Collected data
- - - - - - -

use burn::{
    config::Config,
    nn::{
        Dropout, DropoutConfig,
        conv::{Conv2d, Conv2dConfig},
    },
    prelude::*,
    tensor::{Int, activation::relu},
};

use super::{
    crp::{ChainedResidualPool, DEFAULT_CRP_STAGES},
    encoder::PyramidFeatures,
    head::{ClassificationHead, HEAD_INPUT_CHANNELS},
};
use crate::{
    imprint::embedding::{EmbeddingSet, masked_embeddings},
    model::refinenet::{
        ForwardMode, PyramidLevel,
        interpolate::{ScoreInterpolation, hw, resize_bilinear_aligned, resize_scores},
    },
};

fn pointwise<B: Backend>(device: &B::Device, channels: [usize; 2]) -> Conv2d<B> {
    Conv2dConfig::new(channels, [1, 1])
        .with_bias(false)
        .init(device)
}

/// One refinement step of the decoder.
///
/// The coarsest stage reduces its level, applies ReLU and pools. Finer stages
/// reduce and adapt their level, add the upsampled coarser output and apply
/// ReLU before pooling. All but the finest stage end with a `joint` projection
/// to the head width.
#[derive(Module, Debug)]
pub struct FusionStage<B: Backend> {
    reduce: Conv2d<B>,
    adapt: Option<Conv2d<B>>,
    crp: ChainedResidualPool<B>,
    joint: Option<Conv2d<B>>,
}

impl<B: Backend> FusionStage<B> {
    pub fn top(
        device: &B::Device,
        in_channels: usize,
        top_features: usize,
        crp_stages: usize,
    ) -> Self {
        Self {
            reduce: pointwise(device, [in_channels, top_features]),
            adapt: None,
            crp: ChainedResidualPool::new(device, top_features, crp_stages),
            joint: Some(pointwise(device, [top_features, HEAD_INPUT_CHANNELS])),
        }
    }

    pub fn lateral(device: &B::Device, in_channels: usize, crp_stages: usize, joint: bool) -> Self {
        let width = HEAD_INPUT_CHANNELS;
        Self {
            reduce: pointwise(device, [in_channels, width]),
            adapt: Some(pointwise(device, [width, width])),
            crp: ChainedResidualPool::new(device, width, crp_stages),
            joint: joint.then(|| pointwise(device, [width, width])),
        }
    }

    /// Fused output at the resolution of `level`.
    pub fn forward(&self, level: Tensor<B, 4>, coarser: Option<Tensor<B, 4>>) -> Tensor<B, 4> {
        let mut x = self.reduce.forward(level);
        if let Some(adapt) = &self.adapt {
            x = adapt.forward(x);
        }
        if let Some(coarser) = coarser {
            x = x + coarser;
        }
        x = self.crp.forward(relu(x));

        match &self.joint {
            Some(joint) => joint.forward(x),
            None => x,
        }
    }
}

#[derive(Config, Debug)]
pub struct PyramidDecoderConfig {
    /// Channel widths of backbone levels l1..l4.
    pub level_channels: [usize; 4],
    pub n_classes: usize,
    #[config(default = "512")]
    pub top_features: usize,
    #[config(default = "DEFAULT_CRP_STAGES")]
    pub crp_stages: usize,
    #[config(default = "0.5")]
    pub dropout: f64,
}

impl PyramidDecoderConfig {
    pub fn init<B: Backend>(&self, device: &B::Device) -> PyramidDecoder<B> {
        let [c1, c2, c3, c4] = self.level_channels;
        let crp = self.crp_stages;

        PyramidDecoder {
            stage4: FusionStage::top(device, c4, self.top_features, crp),
            stage3: FusionStage::lateral(device, c3, crp, true),
            stage2: FusionStage::lateral(device, c2, crp, true),
            stage1: FusionStage::lateral(device, c1, crp, false),
            clf: ClassificationHead::new(device, self.n_classes),
            clf_l2: ClassificationHead::new(device, self.n_classes),
            clf_l3: ClassificationHead::new(device, self.n_classes),
            clf_l4: ClassificationHead::new(device, self.n_classes),
            dropout: DropoutConfig::new(self.dropout).init(),
            n_classes: self.n_classes,
        }
    }
}

/// Pre-head fused tensors, each at its own backbone level's resolution.
#[derive(Debug, Clone)]
pub struct FusedPyramid<B: Backend> {
    pub stage4: Tensor<B, 4>,
    pub stage3: Tensor<B, 4>,
    pub stage2: Tensor<B, 4>,
    pub stage1: Tensor<B, 4>,
}

impl<B: Backend> FusedPyramid<B> {
    pub fn get(&self, level: PyramidLevel) -> &Tensor<B, 4> {
        match level {
            PyramidLevel::L1 => &self.stage1,
            PyramidLevel::L2 => &self.stage2,
            PyramidLevel::L3 => &self.stage3,
            PyramidLevel::L4 => &self.stage4,
        }
    }
}

/// Training-mode score maps at native stage resolution.
#[derive(Debug, Clone)]
pub struct DeepSupervision<B: Backend> {
    pub primary: Tensor<B, 4>,
    pub aux_l4: Tensor<B, 4>,
    pub aux_l3: Tensor<B, 4>,
    pub aux_l2: Tensor<B, 4>,
}

impl<B: Backend> DeepSupervision<B> {
    /// Maps in the order primary, l4, l3, l2.
    pub fn into_vec(self) -> Vec<Tensor<B, 4>> {
        vec![self.primary, self.aux_l4, self.aux_l3, self.aux_l2]
    }
}

#[derive(Debug, Clone)]
pub enum DecoderOutput<B: Backend> {
    DeepSupervision(DeepSupervision<B>),
    /// Sum of all four maps at input resolution.
    Fused(Tensor<B, 4>),
}

impl<B: Backend> DecoderOutput<B> {
    pub fn fused(self) -> Option<Tensor<B, 4>> {
        match self {
            Self::Fused(scores) => Some(scores),
            Self::DeepSupervision(_) => None,
        }
    }

    pub fn deep_supervision(self) -> Option<DeepSupervision<B>> {
        match self {
            Self::DeepSupervision(maps) => Some(maps),
            Self::Fused(_) => None,
        }
    }
}

#[derive(Module, Debug)]
pub struct PyramidDecoder<B: Backend> {
    stage4: FusionStage<B>,
    stage3: FusionStage<B>,
    stage2: FusionStage<B>,
    stage1: FusionStage<B>,
    clf: ClassificationHead<B>,
    clf_l2: ClassificationHead<B>,
    clf_l3: ClassificationHead<B>,
    clf_l4: ClassificationHead<B>,
    dropout: Dropout,
    n_classes: usize,
}

impl<B: Backend> PyramidDecoder<B> {
    pub fn n_classes(&self) -> usize {
        self.n_classes
    }

    /// Runs the four fusion stages, coarsest first.
    pub fn fuse(&self, features: PyramidFeatures<B>, mode: ForwardMode) -> FusedPyramid<B> {
        let PyramidFeatures { l1, l2, l3, l4 } = features;
        let (l3, l4) = match mode {
            ForwardMode::Training => (self.dropout.forward(l3), self.dropout.forward(l4)),
            ForwardMode::Inference => (l3, l4),
        };

        let size3 = hw(&l3);
        let size2 = hw(&l2);
        let size1 = hw(&l1);

        let stage4 = self.stage4.forward(l4, None);
        let stage3 = self
            .stage3
            .forward(l3, Some(resize_bilinear_aligned(stage4.clone(), size3)));
        let stage2 = self
            .stage2
            .forward(l2, Some(resize_bilinear_aligned(stage3.clone(), size2)));
        let stage1 = self
            .stage1
            .forward(l1, Some(resize_bilinear_aligned(stage2.clone(), size1)));

        log::debug!(
            "fused pyramid: l4 {:?}, l3 {:?}, l2 {:?}, l1 {:?}",
            stage4.dims(),
            stage3.dims(),
            stage2.dims(),
            stage1.dims()
        );

        FusedPyramid {
            stage4,
            stage3,
            stage2,
            stage1,
        }
    }

    /// Score mode. `input_size` is the image height and width, used only when
    /// fusing in inference mode.
    pub fn forward(
        &self,
        features: PyramidFeatures<B>,
        input_size: [usize; 2],
        mode: ForwardMode,
        interpolation: ScoreInterpolation,
    ) -> DecoderOutput<B> {
        let fused = self.fuse(features, mode);

        let maps = DeepSupervision {
            primary: self.clf.forward(fused.stage1),
            aux_l4: self.clf_l4.forward(fused.stage4),
            aux_l3: self.clf_l3.forward(fused.stage3),
            aux_l2: self.clf_l2.forward(fused.stage2),
        };

        match mode {
            ForwardMode::Training => DecoderOutput::DeepSupervision(maps),
            ForwardMode::Inference => {
                let resize = |map: Tensor<B, 4>| resize_scores(map, input_size, interpolation);
                DecoderOutput::Fused(
                    resize(maps.primary)
                        + resize(maps.aux_l2)
                        + resize(maps.aux_l3)
                        + resize(maps.aux_l4),
                )
            }
        }
    }

    /// Embedding mode: class-masked means of every stage's pre-head tensor.
    pub fn extract(
        &self,
        features: PyramidFeatures<B>,
        labels: Tensor<B, 3, Int>,
        class_slots: usize,
        ignore_index: usize,
    ) -> EmbeddingSet<B> {
        let fused = self.fuse(features, ForwardMode::Inference);
        let embed = |feature: Tensor<B, 4>| {
            masked_embeddings(feature, labels.clone(), class_slots, ignore_index)
        };

        EmbeddingSet {
            l4: embed(fused.stage4),
            l3: embed(fused.stage3),
            l2: embed(fused.stage2),
            l1: embed(fused.stage1),
        }
    }

    pub fn head(&self, level: PyramidLevel) -> &ClassificationHead<B> {
        match level {
            PyramidLevel::L1 => &self.clf,
            PyramidLevel::L2 => &self.clf_l2,
            PyramidLevel::L3 => &self.clf_l3,
            PyramidLevel::L4 => &self.clf_l4,
        }
    }

    pub(crate) fn replace_head(&mut self, level: PyramidLevel, head: ClassificationHead<B>) {
        let slot = match level {
            PyramidLevel::L1 => &mut self.clf,
            PyramidLevel::L2 => &mut self.clf_l2,
            PyramidLevel::L3 => &mut self.clf_l3,
            PyramidLevel::L4 => &mut self.clf_l4,
        };
        *slot = head;
    }

    pub(crate) fn set_n_classes(&mut self, n_classes: usize) {
        self.n_classes = n_classes;
    }

    /// Panics unless every head reads the fused width and emits `n_classes` maps.
    pub fn check_heads(&self) {
        for level in PyramidLevel::ALL {
            let head = self.head(level);
            assert_eq!(
                head.input_channels(),
                HEAD_INPUT_CHANNELS,
                "{level:?} head reads {} channels",
                head.input_channels()
            );
            assert_eq!(
                head.classes(),
                self.n_classes,
                "{level:?} head emits {} classes, decoder expects {}",
                head.classes(),
                self.n_classes
            );
        }
    }
}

- - - - - - -

Exercise prompt:
Report every line of the data above that contains the string "primary" by copying it in full.

Written solution:
    pub primary: Tensor<B, 4>,
    /// Maps in the order primary, l4, l3, l2.
        vec![self.primary, self.aux_l4, self.aux_l3, self.aux_l2]
            primary: self.clf.forward(fused.stage1),
                    resize(maps.primary)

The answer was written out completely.